Figure 2.9 Effectively linear relationships between rates of growth and development and temperature.(a) Growth of the protist Strombidinopsis multiauris . (b) Egg development in the beetle Oulema duftschmidi . (c) Egg to adult development in the mite Amblyseius californicus . The vertical scales in (b) and (c) represent the proportion of total development achieved in one day at the temperature concerned.
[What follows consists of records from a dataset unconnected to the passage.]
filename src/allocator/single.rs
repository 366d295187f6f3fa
//! Single GatewayClass allocation

use super::{AllocatorError, GatewayClassAllocator};

/// Always allocates the same GatewayClass.
///
/// The class counts as allocatable no matter how many times `allocate` is
/// called, so sequential suites can share it without freeing.
#[derive(Clone, Debug)]
pub struct SingleGatewayClassAllocator {
    gateway_class: String,
}

impl SingleGatewayClassAllocator {
    pub fn new(gateway_class: impl Into<String>) -> Self {
        Self {
            gateway_class: gateway_class.into(),
        }
    }
}

impl GatewayClassAllocator for SingleGatewayClassAllocator {
    fn allocate(&self) -> Result<String, AllocatorError> {
        Ok(self.gateway_class.clone())
    }

    fn free(&self, _gateway_class: &str) -> Result<(), AllocatorError> {
        Ok(())
    }

    fn gateway_classes(&self) -> Vec<String> {
        vec![self.gateway_class.clone()]
    }
}
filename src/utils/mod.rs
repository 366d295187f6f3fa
//! Shared utilities

pub mod logger;
pub mod timer;

pub use logger::{init_logger, LogLevel};
pub use timer::Timer;
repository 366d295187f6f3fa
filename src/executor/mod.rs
//! Worker execution
//!
//! Runs parallel workers against a GatewayClass allocator.

mod parallel;

pub use parallel::{AssignmentReport, ParallelExecutor, WorkerAssignment};
//! Conformance test registry
//!
//! Every declared conformance test, in the order a runner should schedule
//! them.

mod listener_isolation;

use listener_isolation::gateway_http_listener_isolation;

use crate::models::{ConformanceTest, SupportedFeature};

/// Namespace holding the shared Gateway and backends
pub const INFRA_NAMESPACE: &str = "gateway-conformance-infra";

/// All declared conformance tests
pub fn all() -> Vec<ConformanceTest> {
    vec![gateway_http_listener_isolation()]
}

/// Look up a test by its short name, ignoring case
pub fn find(short_name: &str) -> Option<ConformanceTest> {
    all()
        .into_iter()
        .find(|t| t.short_name.eq_ignore_ascii_case(short_name))
}

/// Tests runnable against an implementation supporting `features`
pub fn supported(features: &[SupportedFeature]) -> Vec<ConformanceTest> {
    all()
        .into_iter()
        .filter(|t| t.is_supported_by(features))
        .collect()
}
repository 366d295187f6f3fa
//! Allocator errors

use thiserror::Error;

/// Errors surfaced by a [`GatewayClassAllocator`](super::GatewayClassAllocator).
///
/// Every variant is a caller defect: too few GatewayClasses for the requested
/// parallelism, or a broken allocate/free pairing. None of them is retryable.
#[derive(Error, Debug, Clone, PartialEq, Eq)]
pub enum AllocatorError {
    #[error("no GatewayClass available (all {pool_size} allocated)")]
    Exhausted { pool_size: usize },

    #[error("GatewayClass {0} is not allocated")]
    NotAllocated(String),

    #[error("invalid GatewayClass pool: {0}")]
    InvalidPool(String),
}
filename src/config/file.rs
//! Configuration file management
//!
//! Handles finding, loading, and validating configuration files.

use anyhow::{Context, Result};
use serde::{Deserialize, Serialize};
use std::path::{Path, PathBuf};
use tracing::debug;

use super::AppConfig;
use crate::allocator::AllocationPolicy;

/// Configuration file locations (in order of precedence)
const CONFIG_LOCATIONS: &[&str] = &[
    "./gateway-conformance.yaml",
    "./gateway-conformance.yml",
    "./.gateway-conformance.yaml",
    "~/.config/gateway-conformance/config.yaml",
];

const SUPPORTED_VERSIONS: &[&str] = &["1.0"];

/// Full configuration file structure
#[derive(Clone, Debug, PartialEq, Serialize, Deserialize)]
pub struct ConfigFile {
    /// Version of config file format
    #[serde(default = "default_version")]
    pub version: String,

    /// Application settings
    #[serde(default)]
    pub app: AppConfig,
}

fn default_version() -> String {
    "1.0".to_string()
}

impl Default for ConfigFile {
    fn default() -> Self {
        Self {
            version: default_version(),
            app: AppConfig::default(),
        }
    }
}

impl ConfigFile {
    /// Find configuration file in standard locations
    pub fn find() -> Option<PathBuf> {
        CONFIG_LOCATIONS
            .iter()
            .map(|location| expand_path(location))
            .find(|path| path.exists())
    }

    /// Load from `path` if given, else from the first standard location, else defaults
    pub fn load_or_default(path: Option<&Path>) -> Result<Self> {
        match path.map(Path::to_path_buf).or_else(Self::find) {
            Some(path) => {
                debug!("Loading configuration from {}", path.display());
                Self::load(&path)
            }
            None => Ok(Self::default()),
        }
    }

    /// Load configuration from file
    pub fn load(path: impl AsRef<Path>) -> Result<Self> {
        let path = path.as_ref();
        let content = std::fs::read_to_string(path)
            .with_context(|| format!("Failed to read config file: {}", path.display()))?;

        let config: Self = if is_yaml_file(path) {
            serde_yaml::from_str(&content)
                .with_context(|| format!("Failed to parse YAML config: {}", path.display()))?
        } else {
            serde_json::from_str(&content)
                .with_context(|| format!("Failed to parse JSON config: {}", path.display()))?
        };

        config.validate()?;
        Ok(config)
    }

    /// Save configuration to file
    pub fn save(&self, path: impl AsRef<Path>) -> Result<()> {
        let path = path.as_ref();
        let content = if is_yaml_file(path) {
            serde_yaml::to_string(self).context("Failed to serialize config")?
        } else {
            serde_json::to_string_pretty(self).context("Failed to serialize config")?
        };

        if let Some(parent) = path.parent().filter(|p| !p.as_os_str().is_empty()) {
            std::fs::create_dir_all(parent)
                .with_context(|| format!("Failed to create directory: {}", parent.display()))?;
        }

        std::fs::write(path, content)
            .with_context(|| format!("Failed to write config file: {}", path.display()))?;

        Ok(())
    }

    /// Validate configuration
    pub fn validate(&self) -> Result<()> {
        if !SUPPORTED_VERSIONS.contains(&self.version.as_str()) {
            anyhow::bail!("Unsupported config version: {}", self.version);
        }

        self.app
            .validate()
            .context("Invalid application settings")
    }

    /// Generate example configuration
    pub fn example() -> Self {
        Self {
            version: default_version(),
            app: AppConfig {
                gateway_classes: vec![
                    "gateway-conformance-1".to_string(),
                    "gateway-conformance-2".to_string(),
                    "gateway-conformance-3".to_string(),
                ],
                policy: AllocationPolicy::Pool,
                workers: Some(3),
                ..AppConfig::default()
            },
        }
    }
}

/// Expand ~ to home directory
fn expand_path(path: &str) -> PathBuf {
    if let Some(stripped) = path.strip_prefix("~/") {
        if let Some(home) = dirs::home_dir() {
            return home.join(stripped);
        }
    }
    PathBuf::from(path)
}

/// Check if file is YAML based on extension
fn is_yaml_file(path: &Path) -> bool {
    path.extension()
        .map(|e| e == "yaml" || e == "yml")
        .unwrap_or(false)
}
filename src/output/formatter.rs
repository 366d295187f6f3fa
//! Output formatters
//!
//! Provides table and JSON output for assignment reports and test listings.

use crate::executor::{AssignmentReport, WorkerAssignment};
use crate::models::ConformanceTest;

/// Output format options
#[derive(Clone, Copy, Debug, PartialEq, Eq)]
pub enum OutputFormat {
    Table,
    Json,
    JsonPretty,
}

impl OutputFormat {
    pub fn from_str(s: &str) -> Option<Self> {
        match s.to_lowercase().as_str() {
            "table" => Some(OutputFormat::Table),
            "json" => Some(OutputFormat::Json),
            "json-pretty" | "jsonpretty" => Some(OutputFormat::JsonPretty),
            _ => None,
        }
    }
}

/// Report formatter
pub struct ReportFormatter {
    format: OutputFormat,
    colorize: bool,
}

impl ReportFormatter {
    pub fn new(format: OutputFormat) -> Self {
        Self {
            format,
            colorize: true,
        }
    }

    pub fn no_color(mut self) -> Self {
        self.colorize = false;
        self
    }

    /// Format an assignment report
    pub fn format_report(&self, report: &AssignmentReport) -> String {
        match self.format {
            OutputFormat::Table => self.format_report_table(report),
            OutputFormat::Json => serde_json::to_string(report).unwrap_or_default(),
            OutputFormat::JsonPretty => serde_json::to_string_pretty(report).unwrap_or_default(),
        }
    }

    fn format_assignment(&self, assignment: &WorkerAssignment) -> String {
        let outcome = match (&assignment.gateway_class, &assignment.error) {
            (Some(gc), None) => self.paint(&format!("✓ {gc}"), "32"),
            (Some(gc), Some(e)) => self.paint(&format!("! {gc} ({e})"), "33"),
            (None, e) => self.paint(&format!("✗ {}", e.as_deref().unwrap_or("failed")), "31"),
        };

        format!(
            "{:3}. {:32} {}",
            assignment.worker, assignment.test, outcome
        )
    }

    fn format_report_table(&self, report: &AssignmentReport) -> String {
        let mut output = String::new();

        output.push_str("\n━━━━━━━━━━━━━━━━━━━━━━━━━━━━━━━━━━━━━━━━━━━━━━━━━━━━━━━━━━━━━━━━━━━━━━\n");
        output.push_str(&format!(
            "  Policy: {} | GatewayClasses: {}\n",
            report.policy,
            report.gateway_classes.join(", ")
        ));
        output.push_str("──────────────────────────────────────────────────────────────────────\n");

        for assignment in &report.assignments {
            output.push_str(&format!("  {}\n", self.format_assignment(assignment)));
        }

        output.push_str("──────────────────────────────────────────────────────────────────────\n");
        output.push_str(&format!(
            "  Workers: {} | Allocated: {} | Failed: {} | Duration: {}ms\n",
            report.workers,
            report.allocated(),
            report.failed(),
            report.duration_ms
        ));
        output.push_str("━━━━━━━━━━━━━━━━━━━━━━━━━━━━━━━━━━━━━━━━━━━━━━━━━━━━━━━━━━━━━━━━━━━━━━\n");

        output
    }

    /// Format the declared tests
    pub fn format_tests(&self, tests: &[ConformanceTest], detailed: bool) -> String {
        let mut output = String::new();
        output.push_str(&format!("\nConformance Tests ({} total)\n\n", tests.len()));

        for test in tests {
            let features: Vec<_> = test.features.iter().map(|f| f.name()).collect();
            output.push_str(&format!(
                "  {:32} [{}]\n",
                self.paint(&test.short_name, "1"),
                features.join(", ")
            ));
            output.push_str(&format!("      {}\n", test.description));

            if detailed {
                output.push_str(&format!("      Gateway:   {}\n", test.gateway));
                for manifest in &test.manifests {
                    output.push_str(&format!("      Manifest:  {manifest}\n"));
                }
                for route in &test.routes {
                    output.push_str(&format!("      HTTPRoute: {route}\n"));
                }
                for name in test.case_names() {
                    output.push_str(&format!("        - {name}\n"));
                }
            }
            output.push('\n');
        }

        output
    }

    fn paint(&self, text: &str, code: &str) -> String {
        if self.colorize {
            format!("\x1b[{code}m{text}\x1b[0m")
        } else {
            text.to_string()
        }
    }
}
//! Output formatting

mod formatter;

pub use formatter::{OutputFormat, ReportFormatter};
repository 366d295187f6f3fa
//! Configuration module
//!
//! Handles loading and merging configuration from files, environment
//! variables and command-line flags.

mod env;
mod file;

pub use env::{print_env_help, EnvConfig};
pub use file::ConfigFile;

use anyhow::Result;
use serde::{Deserialize, Serialize};

use crate::allocator::AllocationPolicy;
use crate::suite::INFRA_NAMESPACE;

/// GatewayClass used when nothing else is configured
pub const DEFAULT_GATEWAY_CLASS: &str = "gateway-conformance";

/// Application configuration
#[derive(Clone, Debug, PartialEq, Serialize, Deserialize)]
#[serde(default)]
pub struct AppConfig {
    /// GatewayClasses available to the suite, in allocation order
    pub gateway_classes: Vec<String>,

    /// How GatewayClasses are shared between parallel tests
    pub policy: AllocationPolicy,

    /// Number of parallel workers, defaults to one per declared test
    pub workers: Option<usize>,

    /// Namespace holding the shared infrastructure
    pub namespace: String,
}

impl Default for AppConfig {
    fn default() -> Self {
        Self {
            gateway_classes: vec![DEFAULT_GATEWAY_CLASS.to_string()],
            policy: AllocationPolicy::Single,
            workers: None,
            namespace: INFRA_NAMESPACE.to_string(),
        }
    }
}

impl AppConfig {
    /// Apply environment overrides
    pub fn with_env(mut self, env: &EnvConfig) -> Self {
        if let Some(classes) = &env.gateway_classes {
            self.gateway_classes = classes.clone();
        }
        if let Some(policy) = env.policy {
            self.policy = policy;
        }
        if let Some(workers) = env.workers {
            self.workers = Some(workers);
        }
        if let Some(namespace) = &env.namespace {
            self.namespace = namespace.clone();
        }
        self
    }

    /// Apply command-line overrides
    pub fn with_overrides(
        mut self,
        gateway_classes: &[String],
        policy: Option<AllocationPolicy>,
        workers: Option<usize>,
    ) -> Self {
        if !gateway_classes.is_empty() {
            self.gateway_classes = gateway_classes.to_vec();
        }
        if let Some(policy) = policy {
            self.policy = policy;
        }
        if let Some(workers) = workers {
            self.workers = Some(workers);
        }
        self
    }

    /// Check that the allocator can be built from this configuration
    pub fn validate(&self) -> Result<()> {
        if self.gateway_classes.is_empty() {
            anyhow::bail!("At least one GatewayClass must be configured");
        }
        if let Some(gc) = self.gateway_classes.iter().find(|gc| gc.trim().is_empty()) {
            anyhow::bail!("Invalid GatewayClass name: {:?}", gc);
        }
        if self.policy == AllocationPolicy::Single && self.gateway_classes.len() != 1 {
            anyhow::bail!(
                "Policy 'single' takes exactly one GatewayClass, got {}. Use policy 'pool' for several",
                self.gateway_classes.len()
            );
        }
        if self.workers == Some(0) {
            anyhow::bail!("Number of workers must be at least 1");
        }
        Ok(())
    }
}

#[cfg(test)]
mod tests {
    use super::*;

    #[test]
    fn test_default_config() {
        let config = AppConfig::default();
        assert_eq!(config.gateway_classes, vec![DEFAULT_GATEWAY_CLASS]);
        assert_eq!(config.policy, AllocationPolicy::Single);
        assert_eq!(config.namespace, "gateway-conformance-infra");
        assert!(config.validate().is_ok());
    }

    #[test]
    fn test_validate() {
        let pool = AppConfig {
            gateway_classes: vec!["a".to_string(), "b".to_string()],
            policy: AllocationPolicy::Pool,
            ..Default::default()
        };
        assert!(pool.validate().is_ok());

        let single_with_two = AppConfig {
            policy: AllocationPolicy::Single,
            ..pool.clone()
        };
        assert!(single_with_two.validate().is_err());

        let empty = AppConfig {
            gateway_classes: Vec::new(),
            ..pool.clone()
        };
        assert!(empty.validate().is_err());

        let blank = AppConfig {
            gateway_classes: vec![" ".to_string()],
            ..pool.clone()
        };
        assert!(blank.validate().is_err());

        let no_workers = AppConfig {
            workers: Some(0),
            ..pool
        };
        assert!(no_workers.validate().is_err());
    }

    #[test]
    fn test_precedence() {
        let env = EnvConfig {
            gateway_classes: Some(vec!["env-a".to_string(), "env-b".to_string()]),
            policy: Some(AllocationPolicy::Pool),
            workers: Some(2),
            ..Default::default()
        };

        let config = AppConfig::default().with_env(&env);
        assert_eq!(config.gateway_classes, vec!["env-a", "env-b"]);
        assert_eq!(config.workers, Some(2));

        let config = config.with_overrides(&["cli".to_string()], Some(AllocationPolicy::Single), None);
        assert_eq!(config.gateway_classes, vec!["cli"]);
        assert_eq!(config.policy, AllocationPolicy::Single);
        assert_eq!(config.workers, Some(2));
    }

    #[test]
    fn test_partial_yaml_uses_defaults() {
        let config: AppConfig = serde_yaml::from_str("policy: pool\n").unwrap();
        assert_eq!(config.policy, AllocationPolicy::Pool);
        assert_eq!(config.gateway_classes, vec![DEFAULT_GATEWAY_CLASS]);
    }
}
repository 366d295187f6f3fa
//! Data models for conformance testing
//!
//! Declarative descriptions of conformance tests and the HTTP exchanges they
//! expect.

mod conformance;

pub use conformance::{ConformanceTest, ExpectedResponse, NamespacedName, Request, SupportedFeature};
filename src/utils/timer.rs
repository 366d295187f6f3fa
//! Timer utilities

use std::time::Instant;

/// Simple timer for measuring elapsed time
#[derive(Debug)]
pub struct Timer {
    start: Instant,
}

impl Timer {
    /// Create and start a new timer
    pub fn start() -> Self {
        Self {
            start: Instant::now(),
        }
    }

    /// Get elapsed time in milliseconds
    pub fn elapsed_ms(&self) -> u64 {
        self.start.elapsed().as_millis() as u64
    }
}
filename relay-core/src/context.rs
//! Explicit per-request context.
//!
//! Every call chain that acts on behalf of a client receives a
//! `RequestContext` argument. Nothing about the tenant or session is kept in
//! ambient or task-local state.

use serde::{Deserialize, Serialize};
use uuid::Uuid;

#[derive(Debug, Clone, PartialEq, Eq, Serialize, Deserialize)]
pub struct RequestContext {
    pub tenant_id: String,
    pub session_id: String,
    pub correlation_id: String,
}

impl RequestContext {
    pub fn new(tenant_id: impl Into<String>, session_id: impl Into<String>) -> Self {
        Self {
            tenant_id: tenant_id.into(),
            session_id: session_id.into(),
            correlation_id: new_correlation_id(),
        }
    }

    /// Same tenant and session, fresh correlation id. Used once per client event.
    pub fn child(&self) -> Self {
        Self {
            tenant_id: self.tenant_id.clone(),
            session_id: self.session_id.clone(),
            correlation_id: new_correlation_id(),
        }
    }
}

pub fn new_correlation_id() -> String {
    format!("corr_{}", Uuid::new_v4().simple())
}

pub fn new_session_id() -> String {
    format!("sess_{}", Uuid::new_v4().simple())
}

pub fn new_event_id() -> String {
    format!("evt_{}", Uuid::new_v4().simple())
}

pub fn new_item_id() -> String {
    format!("item_{}", Uuid::new_v4().simple())
}

pub fn new_response_id() -> String {
    format!("resp_{}", Uuid::new_v4().simple())
}
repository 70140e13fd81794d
//! Work Dispatcher.
//!
//! Moves work items to worker pools and results back to sessions:
//! - items go to `relay.work.{pool}.{partition}` as durable messages, with
//!   the partition derived from the session id so one session's items share
//!   an ordering domain
//! - results come back on `relay.results.{session_id}`
//! - cancellations fan out on `relay.control.{pool}`
//! - exhausted items are copied to `relay.dlq.{pool}` and turned into a
//!   `processing_failed` result for their session
//!
//! Also hosts the worker-side harness (`run_worker` / `process`) shared by the
//! in-process loopback provider and worker pools embedded in tests.

use std::sync::Arc;
use std::time::Duration;

use async_trait::async_trait;
use futures::stream::{BoxStream, StreamExt};
use metrics::{counter, histogram};
use relay_core::config::QueueConfig;
use relay_core::models::work::{decode, encode};
use relay_core::models::{
    CancelSignal, ResultPayload, ResultStatus, WorkFailure, WorkItem, WorkResult,
};
use relay_core::queue::{
    control_subject, dlq_subject, partition_for, pool_of, results_subject, work_filter,
    work_subject, ConsumerSpec, QueueBackend, WorkConsumer,
};
use relay_core::RelayError;
use tokio::sync::broadcast;
use tokio_util::sync::CancellationToken;

use super::session_store::SessionStoreClient;

/// Produces the output of one work item as a stream of chunks.
#[async_trait]
pub trait WorkHandler: Send + Sync {
    async fn handle(&self, item: &WorkItem)
        -> BoxStream<'static, Result<ResultPayload, WorkFailure>>;
}

pub struct Dispatcher {
    queue: Arc<dyn QueueBackend>,
    sessions: Arc<SessionStoreClient>,
    config: QueueConfig,
    enqueue_timeout: Duration,
}

impl Dispatcher {
    pub fn new(
        queue: Arc<dyn QueueBackend>,
        sessions: Arc<SessionStoreClient>,
        config: QueueConfig,
        enqueue_timeout: Duration,
    ) -> Self {
        Self {
            queue,
            sessions,
            config,
            enqueue_timeout,
        }
    }

    pub fn queue(&self) -> &Arc<dyn QueueBackend> {
        &self.queue
    }

    pub fn partition_for(&self, session_id: &str) -> u32 {
        partition_for(session_id, self.config.partitions)
    }

    // ========================================================================
    // Gateway side
    // ========================================================================

    /// Enqueue on the default pool of the item's work kind.
    pub async fn enqueue(&self, item: &WorkItem) -> Result<(), RelayError> {
        self.enqueue_to(item.work_kind.as_str(), item).await
    }

    pub async fn enqueue_to(&self, pool: &str, item: &WorkItem) -> Result<(), RelayError> {
        let subject = work_subject(pool, self.partition_for(&item.session_id));
        let payload = encode(item)?;
        let started = std::time::Instant::now();
        let published =
            tokio::time::timeout(self.enqueue_timeout, self.queue.publish_durable(&subject, payload)).await;
        let outcome = match published {
            Ok(Ok(())) => Ok(()),
            Ok(Err(e)) => Err(RelayError::from(e)),
            Err(_) => Err(RelayError::Timeout { operation: "enqueue" }),
        };
        histogram!("relay_enqueue_seconds", "kind" => item.work_kind.as_str())
            .record(started.elapsed().as_secs_f64());
        counter!(
            "relay_dispatch_total",
            "kind" => item.work_kind.as_str(),
            "outcome" => if outcome.is_ok() { "enqueued" } else { "failed" }
        )
        .increment(1);
        match &outcome {
            Ok(()) => tracing::debug!(
                session_id = %item.session_id,
                kind = %item.work_kind,
                sequence = item.sequence,
                correlation_id = %item.correlation_id,
                subject = %subject,
                "Work item enqueued"
            ),
            Err(e) => tracing::warn!(
                session_id = %item.session_id,
                correlation_id = %item.correlation_id,
                "Enqueue failed: {}",
                e
            ),
        }
        outcome
    }

    /// Results for one session. The stream ends when `closed` is cancelled;
    /// subscribing again after a reconnect picks up new results.
    pub async fn subscribe_results(
        &self,
        session_id: &str,
        closed: CancellationToken,
    ) -> Result<BoxStream<'static, WorkResult>, RelayError> {
        let raw = self.queue.subscribe(&results_subject(session_id)).await?;
        Ok(raw
            .filter_map(|(subject, payload)| async move {
                match decode::<WorkResult>(&payload) {
                    Ok(result) => Some(result),
                    Err(e) => {
                        tracing::warn!(subject = %subject, "Dropping undecodable result: {}", e);
                        None
                    }
                }
            })
            .take_until(closed.cancelled_owned())
            .boxed())
    }

    /// Best-effort cancellation notice on each pool's control channel.
    pub async fn broadcast_cancel(&self, pools: &[String], signal: &CancelSignal) {
        let payload = match encode(signal) {
            Ok(p) => p,
            Err(e) => {
                tracing::warn!("Failed to encode cancel signal: {}", e);
                return;
            }
        };
        for pool in pools {
            if let Err(e) = self.queue.publish(&control_subject(pool), payload.clone()).await {
                tracing::warn!(pool = %pool, "Cancel broadcast failed: {}", e);
            }
        }
    }

    // ========================================================================
    // Worker side
    // ========================================================================

    /// Join a consumer group for one pool, optionally pinned to a partition.
    pub async fn consume(
        &self,
        group: &str,
        pool: &str,
        partition: Option<u32>,
    ) -> Result<Box<dyn WorkConsumer>, RelayError> {
        let filter = match partition {
            Some(p) => work_subject(pool, p),
            None => work_filter(pool),
        };
        Ok(self
            .queue
            .consumer(ConsumerSpec::from_config(group, filter, &self.config))
            .await?)
    }

    pub async fn subscribe_control(
        &self,
        pool: &str,
    ) -> Result<BoxStream<'static, CancelSignal>, RelayError> {
        let raw = self.queue.subscribe(&control_subject(pool)).await?;
        Ok(raw
            .filter_map(|(_, payload)| async move { decode::<CancelSignal>(&payload).ok() })
            .boxed())
    }

    pub async fn publish_result(&self, result: &WorkResult) -> Result<(), RelayError> {
        let payload = encode(result)?;
        self.queue
            .publish(&results_subject(&result.session_id), payload)
            .await?;
        Ok(())
    }

    pub async fn is_cancelled(&self, item: &WorkItem) -> Result<bool, RelayError> {
        self.sessions.is_cancelled(item).await
    }

    /// Run `handler` for one item and publish its chunks, polling the
    /// cancellation flag before each one.
    pub async fn process(&self, handler: &dyn WorkHandler, item: &WorkItem) -> Result<(), RelayError> {
        let mut chunks = handler.handle(item).await;
        let mut chunk: u32 = 0;
        loop {
            if self.is_cancelled(item).await.unwrap_or(false) {
                tracing::debug!(
                    session_id = %item.session_id,
                    sequence = item.sequence,
                    "Work item cancelled mid-stream"
                );
                return self
                    .publish_result(&WorkResult::for_item(item, chunk, ResultStatus::Cancelled))
                    .await;
            }
            match chunks.next().await {
                Some(Ok(payload)) => {
                    self.publish_result(
                        &WorkResult::for_item(item, chunk, ResultStatus::Delta).with_payload(payload),
                    )
                    .await?;
                    chunk += 1;
                }
                Some(Err(failure)) => {
                    let mut result = WorkResult::for_item(item, chunk, ResultStatus::Failed);
                    result.error = Some(failure);
                    return self.publish_result(&result).await;
                }
                None => {
                    return self
                        .publish_result(&WorkResult::for_item(item, chunk, ResultStatus::Completed))
                        .await;
                }
            }
        }
    }

    /// Consume a pool until `shutdown` fires, acking each item once its
    /// results are published.
    pub async fn run_worker(
        self: Arc<Self>,
        group: String,
        pool: String,
        handler: Arc<dyn WorkHandler>,
        shutdown: CancellationToken,
    ) -> Result<(), RelayError> {
        let mut consumer = self.consume(&group, &pool, None).await?;
        tracing::info!(group = %group, pool = %pool, "Worker started");
        loop {
            let delivery = tokio::select! {
                _ = shutdown.cancelled() => break,
                next = consumer.next() => match next? {
                    Some(d) => d,
                    None => break,
                },
            };

            let item: WorkItem = match decode(&delivery.payload) {
                Ok(item) => item,
                Err(e) => {
                    tracing::error!(subject = %delivery.subject, "Undecodable work item: {}", e);
                    delivery.ack().await?;
                    continue;
                }
            };

            match self.process(handler.as_ref(), &item).await {
                Ok(()) => delivery.ack().await?,
                Err(e) => {
                    tracing::warn!(
                        correlation_id = %item.correlation_id,
                        attempt = delivery.attempt,
                        "Processing failed, returning item: {}",
                        e
                    );
                    delivery.nack(None).await?;
                }
            }
        }
        tracing::info!(group = %group, pool = %pool, "Worker stopped");
        Ok(())
    }

    /// Copy dead letters to the DLQ subject and tell the owning session.
    pub async fn run_dead_letter_monitor(
        self: Arc<Self>,
        mut shutdown: broadcast::Receiver<()>,
    ) -> Result<(), RelayError> {
        let mut letters = self.queue.dead_letters().await?;
        tracing::info!("Dead-letter monitor started");
        loop {
            let letter = tokio::select! {
                _ = shutdown.recv() => break,
                next = letters.next() => match next {
                    Some(letter) => letter,
                    None => break,
                },
            };

            let pool = pool_of(&letter.subject).unwrap_or("unknown").to_string();
            counter!("relay_dead_letters_total", "pool" => pool.clone()).increment(1);
            if let Err(e) = self.queue.publish(&dlq_subject(&pool), letter.payload.clone()).await {
                tracing::warn!(pool = %pool, "Failed to copy dead letter: {}", e);
            }

            match decode::<WorkItem>(&letter.payload) {
                Ok(item) => {
                    tracing::warn!(
                        session_id = %item.session_id,
                        correlation_id = %item.correlation_id,
                        deliveries = letter.deliveries,
                        "Work item dead-lettered"
                    );
                    let failed = WorkResult::processing_failed(&item, letter.deliveries);
                    if let Err(e) = self.publish_result(&failed).await {
                        tracing::error!(session_id = %item.session_id, "Failed to report dead letter: {}", e);
                    }
                }
                Err(e) => tracing::error!(subject = %letter.subject, "Undecodable dead letter: {}", e),
            }
        }
        Ok(())
    }
}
Source : (a) After Montagnes et al . (2003). (b) After Severini et al . (2003). (c) After Hart et al . (2002).

day‐degree concept

When the relationship between growth or development is effectively linear, the temperatures experienced by an organism can be summarised in a single very useful value, the number of ‘day‐degrees’. For instance, Figure 2.9c shows that at 15°C (5.1°C above a development threshold of 9.9°C) the predatory mite, Amblyseius californicus , took 24.22 days to develop (i.e. the proportion of its total development achieved each day was 0.041 (= 1/24.22)), but it took only 8.18 days to develop at 25°C (15.1°C above the same threshold). At both temperatures, therefore, development required 123.5 day‐degrees (or, more properly, ‘day‐degrees above threshold’), i.e. 24.22 × 5.1 = 123.5, and 8.18 × 15.1 = 123.5. This is also the requirement for development in the mite at other temperatures within the non‐lethal range. Such organisms cannot be said to require a certain length of time for development. What they require is a combination of time and temperature, often referred to as ‘physiological time’.

temperature–size rule

Together, the rates of growth and development determine the final size of an organism. For instance, for a given rate of growth, a faster rate of development will lead to smaller final size. Hence, if the responses of growth and development to variations in temperature are not the same, temperature will also affect final size. In fact, development usually increases more rapidly with temperature than does growth, such that, for a very wide range of organisms, final size tends to decrease with increasing temperature: the ‘temperature–size rule’ (see Atkinson et al ., 2003). An example for single‐celled protists (72 datasets from marine, brackish and freshwater habitats) is shown in Figure 2.10a: for each 1°C increase in temperature, final cell volume decreased by roughly 2.5%.

Figure 2.10 The temperature–size rule (final size decreases with increasing temperature).(a) Reduction in protist cell volume (65 datasets combined) with increasing rearing temperature. The vertical scale measures the proportional change from cell volume at 15°C. (b) Maximal size of 74 fish species generally declines across a steep temperature gradient in the Mediterranean Sea. The figure presents the best model based on the whole dataset, plotting percent of maximum size observed with an increase in maximum sea surface temperature (SST) of up to 5°C. The species vary in their activity levels: lighter shading corresponds to more active pelagic species and darker shading to more sedentary benthic species. The active species show a steeper decline in maximum size with increasing temperature.